| Task requirements |
Give every entry again precisely as it appears.

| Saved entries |
◇ ◇ ◇ ◇ ◇ ◇ ◇

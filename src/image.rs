// Image encoding module.
//
// Unified save() entry point dispatches by file extension:
// - `.bmp`: `bmp` submodule, uncompressed 24-bit, bottom-up rows
// - `.jpg` / `.jpeg`: `jpeg` submodule, quality 0-100
// Both go through the `image` crate and take a canonical BGR24 image.

pub mod bmp;
pub mod jpeg;

use std::path::Path;

use crate::output::OutputFormat;
use crate::pipeline::CanonicalImage;

/// Default JPEG quality.
pub const DEFAULT_QUALITY: u8 = 85;

/// Encoder failures.
#[derive(Debug, thiserror::Error)]
pub enum EncodeError {
    #[error("invalid image data")]
    InvalidImage,
    #[error(
        "unsupported extension {}; supported: .jpg .jpeg .bmp",
        describe_extension(.0)
    )]
    UnsupportedExtension(String),
    #[error("file write error")]
    File(#[from] std::io::Error),
    #[error("image encoding failed")]
    Encode(#[from] image::ImageError),
}

fn describe_extension(ext: &str) -> String {
    if ext.is_empty() {
        "(none)".to_owned()
    } else {
        format!("'.{ext}'")
    }
}

/// Save an image to `path`. Format is determined by extension.
///
/// `quality` only applies to JPEG output.
pub fn save(path: &Path, image: &CanonicalImage, quality: u8) -> Result<(), EncodeError> {
    let format = OutputFormat::from_path(path).ok_or_else(|| {
        EncodeError::UnsupportedExtension(
            path.extension()
                .and_then(|e| e.to_str())
                .unwrap_or("")
                .to_owned(),
        )
    })?;
    save_as(path, image, format, quality)
}

/// Save an image to `path` in an explicit format, whatever the extension.
pub fn save_as(
    path: &Path,
    image: &CanonicalImage,
    format: OutputFormat,
    quality: u8,
) -> Result<(), EncodeError> {
    match format {
        OutputFormat::Jpeg => jpeg::save_jpeg(path, image, quality),
        OutputFormat::Bmp => bmp::save_bmp(path, image),
    }
}

/// Canonical BGR rows → RGB bytes for the `image` crate, optionally in
/// reverse row order.
fn to_rgb(image: &CanonicalImage, flip_rows: bool) -> Vec<u8> {
    let mut rgb = Vec::with_capacity(image.data().len());
    let rows = image.data().chunks_exact(image.stride());
    let mut push_row = |row: &[u8]| {
        for px in row.chunks_exact(3) {
            rgb.extend_from_slice(&[px[2], px[1], px[0]]);
        }
    };
    if flip_rows {
        rows.rev().for_each(&mut push_row);
    } else {
        rows.for_each(&mut push_row);
    }
    rgb
}
// Pixel normalization into the canonical tightly packed BGR24 layout

use crate::capture::PixelLayout;

use super::error::CaptureError;
use super::types::{CanonicalImage, NegotiatedFormat, CANONICAL_BYTES_PER_PIXEL};

/// Copy a locked frame into a freshly allocated canonical image.
///
/// `Bgr24` rows are copied as-is; `Bgrx32` pixels keep their first three
/// bytes and drop the fourth. Source rows are walked by `source_stride`, so
/// any device row padding is discarded.
pub fn normalize(src: &[u8], format: &NegotiatedFormat) -> Result<CanonicalImage, CaptureError> {
    let required = format.min_source_len();
    if src.len() < required {
        return Err(CaptureError::CaptureFailed(format!(
            "frame buffer holds {} bytes, {}x{} {:?} needs {}",
            src.len(),
            format.width,
            format.height,
            format.layout,
            required
        )));
    }

    let width = format.width as usize;
    let height = format.height as usize;
    let dst_stride = width * CANONICAL_BYTES_PER_PIXEL;
    let len = dst_stride
        .checked_mul(height)
        .ok_or_else(|| CaptureError::CaptureFailed("frame too large".to_owned()))?;

    let mut data = Vec::new();
    data.try_reserve_exact(len).map_err(|err| {
        CaptureError::CaptureFailed(format!("cannot allocate {len} byte image: {err}"))
    })?;

    let row_bytes = format.row_bytes();
    // Last row may not carry trailing padding, so rows are sliced by row_bytes
    let rows = (0..height).map(|y| &src[y * format.source_stride..][..row_bytes]);

    match format.layout {
        PixelLayout::Bgr24 if format.source_stride == row_bytes => {
            data.extend_from_slice(&src[..len]);
        }
        PixelLayout::Bgr24 => {
            for row in rows {
                data.extend_from_slice(row);
            }
        }
        PixelLayout::Bgrx32 => {
            for row in rows {
                for px in row.chunks_exact(4) {
                    data.extend_from_slice(&px[..CANONICAL_BYTES_PER_PIXEL]);
                }
            }
        }
    }

    CanonicalImage::new(format.width, format.height, data).ok_or_else(|| {
        CaptureError::CaptureFailed("normalized buffer does not match geometry".to_owned())
    })
}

◇ ◇ ◇ ◇ ◇ ◇ ◇

| Your solution |
filename src/image.rs
// Image encoding module.
//
// Unified save() entry point dispatches by file extension:
// - `.bmp`: `bmp` submodule, uncompressed 24-bit, bottom-up rows
// - `.jpg` / `.jpeg`: `jpeg` submodule, quality 0-100
// Both go through the `image` crate and take a canonical BGR24 image.

pub mod bmp;
pub mod jpeg;

use std::path::Path;

use crate::output::OutputFormat;
use crate::pipeline::CanonicalImage;

/// Default JPEG quality.
pub const DEFAULT_QUALITY: u8 = 85;

/// Encoder failures.
#[derive(Debug, thiserror::Error)]
pub enum EncodeError {
    #[error("invalid image data")]
    InvalidImage,
    #[error(
        "unsupported extension {}; supported: .jpg .jpeg .bmp",
        describe_extension(.0)
    )]
    UnsupportedExtension(String),
    #[error("file write error")]
    File(#[from] std::io::Error),
    #[error("image encoding failed")]
    Encode(#[from] image::ImageError),
}

fn describe_extension(ext: &str) -> String {
    if ext.is_empty() {
        "(none)".to_owned()
    } else {
        format!("'.{ext}'")
    }
}

/// Save an image to `path`. Format is determined by extension.
///
/// `quality` only applies to JPEG output.
pub fn save(path: &Path, image: &CanonicalImage, quality: u8) -> Result<(), EncodeError> {
    let format = OutputFormat::from_path(path).ok_or_else(|| {
        EncodeError::UnsupportedExtension(
            path.extension()
                .and_then(|e| e.to_str())
                .unwrap_or("")
                .to_owned(),
        )
    })?;
    save_as(path, image, format, quality)
}

/// Save an image to `path` in an explicit format, whatever the extension.
pub fn save_as(
    path: &Path,
    image: &CanonicalImage,
    format: OutputFormat,
    quality: u8,
) -> Result<(), EncodeError> {
    match format {
        OutputFormat::Jpeg => jpeg::save_jpeg(path, image, quality),
        OutputFormat::Bmp => bmp::save_bmp(path, image),
    }
}

/// Canonical BGR rows → RGB bytes for the `image` crate, optionally in
/// reverse row order.
fn to_rgb(image: &CanonicalImage, flip_rows: bool) -> Vec<u8> {
    let mut rgb = Vec::with_capacity(image.data().len());
    let rows = image.data().chunks_exact(image.stride());
    let mut push_row = |row: &[u8]| {
        for px in row.chunks_exact(3) {
            rgb.extend_from_slice(&[px[2], px[1], px[0]]);
        }
    };
    if flip_rows {
        rows.rev().for_each(&mut push_row);
    } else {
        rows.for_each(&mut push_row);
    }
    rgb
}
// Pixel normalization into the canonical tightly packed BGR24 layout

use crate::capture::PixelLayout;

use super::error::CaptureError;
use super::types::{CanonicalImage, NegotiatedFormat, CANONICAL_BYTES_PER_PIXEL};

/// Copy a locked frame into a freshly allocated canonical image.
///
/// `Bgr24` rows are copied as-is; `Bgrx32` pixels keep their first three
/// bytes and drop the fourth. Source rows are walked by `source_stride`, so
/// any device row padding is discarded.
pub fn normalize(src: &[u8], format: &NegotiatedFormat) -> Result<CanonicalImage, CaptureError> {
    let required = format.min_source_len();
    if src.len() < required {
        return Err(CaptureError::CaptureFailed(format!(
            "frame buffer holds {} bytes, {}x{} {:?} needs {}",
            src.len(),
            format.width,
            format.height,
            format.layout,
            required
        )));
    }

    let width = format.width as usize;
    let height = format.height as usize;
    let dst_stride = width * CANONICAL_BYTES_PER_PIXEL;
    let len = dst_stride
        .checked_mul(height)
        .ok_or_else(|| CaptureError::CaptureFailed("frame too large".to_owned()))?;

    let mut data = Vec::new();
    data.try_reserve_exact(len).map_err(|err| {
        CaptureError::CaptureFailed(format!("cannot allocate {len} byte image: {err}"))
    })?;

    let row_bytes = format.row_bytes();
    // Last row may not carry trailing padding, so rows are sliced by row_bytes
    let rows = (0..height).map(|y| &src[y * format.source_stride..][..row_bytes]);

    match format.layout {
        PixelLayout::Bgr24 if format.source_stride == row_bytes => {
            data.extend_from_slice(&src[..len]);
        }
        PixelLayout::Bgr24 => {
            for row in rows {
                data.extend_from_slice(row);
            }
        }
        PixelLayout::Bgrx32 => {
            for row in rows {
                for px in row.chunks_exact(4) {
                    data.extend_from_slice(&px[..CANONICAL_BYTES_PER_PIXEL]);
                }
            }
        }
    }

    CanonicalImage::new(format.width, format.height, data).ok_or_else(|| {
        CaptureError::CaptureFailed("normalized buffer does not match geometry".to_owned())
    })
}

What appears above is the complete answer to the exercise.